What is your salary? What is the salary of a doctor?
You're probably aware of the first but not the second. Just so you know, doctors are not paid little and developers are really not paid that much in comparison.
You should also consider that FANG are 4 extremely selective companies only existing in the valley (the cream of the crop) while doctors can work pretty much anywhere in a country and do very well.
For the hours they have to work and the conditions they have to work in... doctors are paid ok.
You'd have to pay me a hell of a lot to have to drive to a hospital each morning and stand around on my feet for a 48-hour shift dealing with high-risk problems and real people all day. No thanks.
I think they do it for pretty reasonable compensation considering.
Medicine does have a strong culture of ongoing technical interviewing.
The OSCI is done on a weekly basis by most first and second-year medical students in the US. By the time you come in contact with real patients (as a student), you've done the equivalent of nearly a hundred technical interviews. It's increasingly common to be doing them both in Spanish and English as well.
"It is designed to test clinical skill performance and competence in skills such as communication, clinical examination, medical procedures prescription, exercise prescription, joint mobilisation/manipulation techniques, radiographic positioning, radiographic image evaluation, and interpretation of results."
"An OSCE usually comprises a circuit of short (the usual is 5–10 minutes although some use up to 15 minute) stations, in which each candidate is examined on a one-to-one basis with one or two impartial examiner(s) and either real or simulated (actors or electronic patient simulators) patients.
Each station has a different examiner, as opposed to the traditional method of clinical examinations where a candidate would be assigned to an examiner for the entire examination. Candidates rotate through the stations, completing all the stations on their circuit. In this way, all candidates take the same stations. It is considered to be an improvement over traditional examination methods because the stations can be standardised enabling fairer peer comparison and complex procedures can be assessed without endangering patients health."

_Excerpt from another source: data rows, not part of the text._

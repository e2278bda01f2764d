//! Shared HTTP adapter state.
//!
//! Handlers receive this via `actix_web::web::Data`, so they depend only on
//! the [`UserStore`] port and stay testable with deterministic doubles.

use std::sync::Arc;

use crate::domain::ports::UserStore;

/// Dependency bundle for HTTP handlers.
#[derive(Clone)]
pub struct HttpState {
    /// The user collection backing the API.
    pub users: Arc<dyn UserStore>,
}

impl HttpState {
    /// Bundle a store implementation for injection into the app.
    #[must_use]
    pub fn new(users: Arc<dyn UserStore>) -> Self {
        Self { users }
    }
}
//! Driving port for the user collection.
//!
//! HTTP handlers depend on this trait rather than a concrete store, so the
//! adapter stays testable with deterministic doubles and the in-memory store
//! remains swappable for a persistent one without touching the handlers.

use async_trait::async_trait;
use thiserror::Error;

use super::error::Error;
use super::user::{User, UserDraft, UserId};

/// Failures surfaced by store adapters.
#[derive(Debug, Clone, PartialEq, Eq, Error)]
pub enum UserStoreError {
    /// No record exists with the given id.
    #[error("user {id} does not exist")]
    NotFound {
        /// The id the operation targeted.
        id: UserId,
    },
}

impl From<UserStoreError> for Error {
    fn from(err: UserStoreError) -> Self {
        match err {
            UserStoreError::NotFound { .. } => Self::not_found(err.to_string()),
        }
    }
}

/// Authoritative, process-lifetime collection of users.
///
/// Callers receive owned copies of the stored records; the store retains
/// ownership of the collection itself. Drafts arrive pre-validated, so the
/// only failure mode the port exposes is a missing id.
#[async_trait]
pub trait UserStore: Send + Sync {
    /// All users in insertion order. Never fails; empty when none exist.
    async fn list(&self) -> Vec<User>;

    /// Fetch a single user by id.
    async fn find(&self, id: UserId) -> Result<User, UserStoreError>;

    /// Assign the next unused id, store the record, and return it.
    async fn create(&self, draft: UserDraft) -> User;

    /// Replace name and email of an existing record, keeping the id stable.
    async fn update(&self, id: UserId, draft: UserDraft) -> Result<User, UserStoreError>;

    /// Remove a record. Deleting an absent id fails with
    /// [`UserStoreError::NotFound`] rather than silently succeeding, so
    /// repeated deletes are observable.
    async fn delete(&self, id: UserId) -> Result<(), UserStoreError>;
}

If getting into school for CS was as hard as med school applications, we wouldn't need tech interviews. Also you totally need to do unpaid bullshit to become a doctor! Plenty of med students have to volunteer at clinics or do unpaid/low paid lab jobs. I don't get this assumption that other careers don't have bullshit unpaid labor. Pretty much every career requires some.
The difference is we entrust doctors with ethical and moral power predicated on hundreds of innovations which can kill or harm their patients.
In contrast, we entrust SWEs with massively scaled applications with moral and ethical implications that can lead to societal change like misinformation and indirect death.
On a similar note, there was a satirical interview about hiring a carpenter with an experience working on brown rounded rectangles or something like that - can anyone find it?
I think the field of software engineering is doing quite well with its interviewing compared to other fields. Having all of these rigorous interviews sometimes ends up evaluating people based on things that shouldn’t be so important, but the upside is that you can be far less reliant on credentials.